According to the pilot control method of the engineering machinery, after the condition that an engine is in a starting state is detected, activation information of pilot control equipment is received; activating a pilot system according to the activation information; after the engine is started and the pilot system is activated, acquiring whether an operator is in a cab of the engineering machine detected by a personnel detection system; and if the cab of the engineering machinery does not have an operator, the control indicating systems are all in an alarm state. After the pilot system is activated, the information of operators in the cab is monitored through the personnel detection system, and alarming and warning can be carried out through the alarm system, so that the safety of the engineering machinery during operation is improved.

Optionally, the indication system comprises: an indicator light system and an alarm system. When the cab of the engineering machinery does not have an operator, the control and indication systems are in an alarm state and comprise:

the control indicator light system and the alarm system are in an alarm state.

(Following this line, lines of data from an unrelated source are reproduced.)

//! Built-in workflow templates.

use crate::core::{Aggregation, StageKind};
use crate::model::{Definition, Stage};

/// Id of the engineering change order approval workflow.
pub const CHANGE_ORDER_DEFINITION_ID: &str = "wf-eco-standard";
/// Id of the controlled document review workflow.
pub const DOCUMENT_REVIEW_DEFINITION_ID: &str = "wf-doc-review";
/// Id of the part release workflow.
pub const PART_RELEASE_DEFINITION_ID: &str = "wf-part-release";

/// Returns every built-in definition.
#[must_use]
pub fn builtin_definitions() -> Vec<Definition> {
    vec![
        change_order_definition(),
        document_review_definition(),
        part_release_definition(),
    ]
}

/// Multi-stage approval for engineering change orders.
#[must_use]
pub fn change_order_definition() -> Definition {
    Definition::new(CHANGE_ORDER_DEFINITION_ID, "Standard ECO Approval")
        .with_description("Multi-stage approval for Engineering Change Orders")
        .with_entity_types(["eco", "change-order"])
        .with_stage(
            Stage::new("stage-submit", "Submission Review", 10)
                .with_kind(StageKind::Review)
                .with_roles(["document_control"])
                .with_aggregation(Aggregation::Any)
                .with_due_days(2)
                .with_instructions("Verify ECO completeness and proper documentation"),
        )
        .with_stage(
            Stage::new("stage-engineering", "Engineering Review", 20)
                .with_roles(["engineer", "engineering_manager"])
                .with_aggregation(Aggregation::All)
                .with_due_days(5)
                .with_instructions("Review technical merit and impact analysis")
                .with_checklist([
                    "Technical feasibility verified",
                    "Impact analysis complete",
                    "Test plan defined",
                ]),
        )
        .with_stage(
            Stage::new("stage-quality", "Quality Review", 30)
                .with_roles(["quality_engineer"])
                .with_aggregation(Aggregation::Any)
                .with_due_days(3)
                .with_instructions("Review quality and compliance implications"),
        )
        .with_stage(
            Stage::new("stage-final", "Final Approval", 40)
                .with_roles(["engineering_director", "program_manager"])
                .with_aggregation(Aggregation::Any)
                .with_due_days(3)
                .with_instructions("Final approval for implementation"),
        )
}

/// Review and release of controlled documents.
#[must_use]
pub fn document_review_definition() -> Definition {
    Definition::new(DOCUMENT_REVIEW_DEFINITION_ID, "Document Review")
        .with_description("Review and release workflow for controlled documents")
        .with_entity_types(["document"])
        .with_stage(
            Stage::new("stage-peer-review", "Peer Review", 10)
                .with_kind(StageKind::Review)
                .with_roles(["engineer"])
                .with_aggregation(Aggregation::Any)
                .with_due_days(3)
                .with_instructions("Review document for accuracy and completeness"),
        )
        .with_stage(
            Stage::new("stage-approval", "Manager Approval", 20)
                .with_roles(["manager"])
                .with_aggregation(Aggregation::Any)
                .with_due_days(2)
                .with_instructions("Approve document for release"),
        )
}

/// Release of new or revised parts.
#[must_use]
pub fn part_release_definition() -> Definition {
    Definition::new(PART_RELEASE_DEFINITION_ID, "Part Release")
        .with_description("Workflow for releasing new or revised parts")
        .with_entity_types(["part"])
        .with_stage(
            Stage::new("stage-design-review", "Design Review", 10)
                .with_roles(["design_engineer", "engineering_manager"])
                .with_aggregation(Aggregation::All)
                .with_due_days(5)
                .with_instructions("Review part design and specifications"),
        )
        .with_stage(
            Stage::new("stage-release", "Release Approval", 20)
                .with_roles(["document_control"])
                .with_aggregation(Aggregation::Any)
                .with_due_days(2)
                .with_instructions("Final release to production"),
        )
}

#[cfg(test)]
mod tests {
    use super::*;

    #[test]
    fn test_builtins_are_valid() {
        for def in builtin_definitions() {
            assert!(def.issues().is_empty(), "{} has issues: {:?}", def.id, def.issues());
        }
    }

    #[test]
    fn test_builtin_ids_are_distinct() {
        let mut ids: Vec<_> = builtin_definitions().into_iter().map(|d| d.id).collect();
        ids.sort();
        ids.dedup();
        assert_eq!(ids.len(), 3);
    }

    #[test]
    fn test_change_order_stage_order() {
        let def = change_order_definition();
        let mut stage = def.first_stage().unwrap();
        let mut order = vec![stage.id.clone()];
        while let Some(next) = def.next_stage(&stage.id) {
            order.push(next.id.clone());
            stage = next;
        }
        assert_eq!(
            order,
            vec!["stage-submit", "stage-engineering", "stage-quality", "stage-final"]
        );
    }
}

It should be noted that, in the embodiment of the present application, the indication system may include: an indicator light system and an alarm system. Specifically, the indicator light system may be a light strip, an LED light, a laser beam, a projection light, or the like. The alarm system may be a buzzer, voice prompt, etc. For example, when no operator exists in the cab, the control and indication systems are all in the alarm state, namely, the control and indication lamp system is in the flashing state, the control and indication system is controlled to give out continuous alarm sound, or the control and voice prompter is controlled to continuously give out a prompt of 'please note, the cab has no operator'.

The above-mentioned indicator light system and alarm system are only exemplary, and the specific indicator light system and alarm system are not limited to the above-mentioned ones, and in the embodiment of the present application, there is no limitation on the specific types of the indicator light system and alarm system.

In addition, the indicator light system can be used not only as a warning device, but also for indicating whether a pilot system is activated. That is, in the present example, the indicator light system lights up (non-flashing state) when the pilot system is activated.

It can be understood that after the pilot system is activated, the pilot system is controlled to light up, so that an operator can easily identify the working state of the pilot system, and the misjudgment of the operator is avoided.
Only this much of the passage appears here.